Two Lives and a Dream. By Marguerite Yourcenar. Farrar, Straus & Giroux. $16.95.

The work of Marguerite Yourcenar is noted for crossing boundaries of space and time. With her profound historical sense, she can make real to us the Emperor Hadrian in ancient Rome and Zeno, the itinerant surgeon of northern Europe in the 17th century. Coming closer to our own time we have Eric of Coup de Grace, the free-lance fighter in the aftermath of World War I. A Coin in Nine Hands gives us Italy in the grip of Mussolini. This wide range, of time particularly, is not confined to her works of fiction. In her critical essays, collected in English under the title The Dark Brain of Piranesi, she takes us from Rome to the Germany of Thomas Mann.

The present essay is a study of Yukio Mishima, an author writing of his country in the throes of defeat, of a Japan, in fact, engaged with problems imported directly from the culture of our own contemporary West. Mishima, or the Vision of the Void, is considerably longer than the essays included in The Dark Brain of Piranesi. It is actually a short book, and includes a study of the life of her subject. As so often in previous work, Yourcenar has linked literary criticism with biography, and with her subject’s relation to the times in which he lived. Indeed, in Mishima’s case, his life is as much a part of his oeuvre as any of his books.

Yourcenar makes this clear at the opening of her essay: in Mishima, she says, the forms of ancient Japanese culture conflict with his own superficially Westernized life style. Ultimately, they rise to the surface and explode in the dramatic form of his death. She finds that when the life of a writer is as rich, varied, and sometimes as consciously calculated as his work, then they well may be considered together.

Mishima’s childhood was spent in the Proustian atmosphere of his grandmother’s house. He was not himself an only child, but his family turned him over to the care of this invalid and neurotic woman. This lady represented the ancient Japanese aristocracy to which the family no longer belonged. The child shared her seclusion and her nervous crises; he even slept in her bedroom. “At age eight,” he said, “I had a lover of sixty.” If not literally true, it was nonetheless psychologically crippling. In Yourcenar’s words, “it impressed him with the strangeness of the outer world.”

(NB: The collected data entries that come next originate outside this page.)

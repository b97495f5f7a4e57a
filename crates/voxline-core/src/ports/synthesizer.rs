//! Speech synthesis port.

use async_trait::async_trait;

/// Voice used when neither an explicit identifier nor a preset is given.
pub const DEFAULT_VOICE: &str = "en-GB-RyanNeural";

/// Pitch value meaning "no adjustment".
pub const NO_PITCH_ADJUSTMENT: &str = "+0Hz";

/// Rate value meaning "no adjustment".
pub const NO_RATE_ADJUSTMENT: &str = "+0%";

/// Voice selection and prosody adjustments for one synthesis run.
///
/// Pitch and rate are signed adjustment strings in the synthesizer's own
/// notation (`+20Hz`, `-5%`), passed through verbatim.
#[derive(Debug, Clone, PartialEq, Eq)]
pub struct VoiceParams {
    /// Voice identifier (e.g. `en-GB-RyanNeural`).
    pub voice: String,

    /// Pitch adjustment (e.g. `+20Hz`, `-10Hz`).
    pub pitch: String,

    /// Rate adjustment (e.g. `+15%`, `-5%`).
    pub rate: String,
}

impl Default for VoiceParams {
    fn default() -> Self {
        Self {
            voice: DEFAULT_VOICE.to_owned(),
            pitch: NO_PITCH_ADJUSTMENT.to_owned(),
            rate: NO_RATE_ADJUSTMENT.to_owned(),
        }
    }
}

/// Errors from the synthesis port.
#[derive(Debug, thiserror::Error)]
pub enum SynthesisError {
    /// The synthesis program could not be invoked at all.
    #[error("Speech synthesizer not available: {0}")]
    Unavailable(String),

    /// The synthesis program ran but did not produce usable audio.
    #[error("Speech synthesis failed: {0}")]
    Failed(String),

    /// IO error around the synthesized audio (scratch files, output dirs).
    #[error("IO error: {0}")]
    Io(#[from] std::io::Error),
}

/// Backend-agnostic text-to-speech engine.
///
/// Implementations must be `Send + Sync` so the dispatcher can share them
/// across concurrently settling jobs behind an `Arc`.
#[async_trait]
pub trait SpeechSynthesizer: Send + Sync {
    /// Synthesize `text` into raw audio bytes.
    ///
    /// The bytes are in the synthesizer's native container format; callers
    /// name files for them with [`Self::raw_extension`].
    async fn synthesize(
        &self,
        text: &str,
        params: &VoiceParams,
    ) -> Result<Vec<u8>, SynthesisError>;

    /// File extension of the raw audio this synthesizer produces (no dot).
    fn raw_extension(&self) -> &'static str;
}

Among these early impressions was his exposure to the nude in Western art. Before a photograph of Guido Reni’s St. Sebastian that shows the saint prostrated in an almost voluptuous agony, the boy experienced his first ejaculation. The heroes of ancient Japan had loved and died fully clothed, in their suits of silk and armor. To the boy emerging into manhood, a Westernized Japan seemed not only strange, but frightening, and often evil. Opposed to this, but perhaps equally terrifying, was the wild image of a religious procession seen in childhood. Such processions occur and recur in the novels that follow, and even in the author’s own life. At Rio de Janeiro he tells us that he hesitated for two days before committing himself to that abandoned festival.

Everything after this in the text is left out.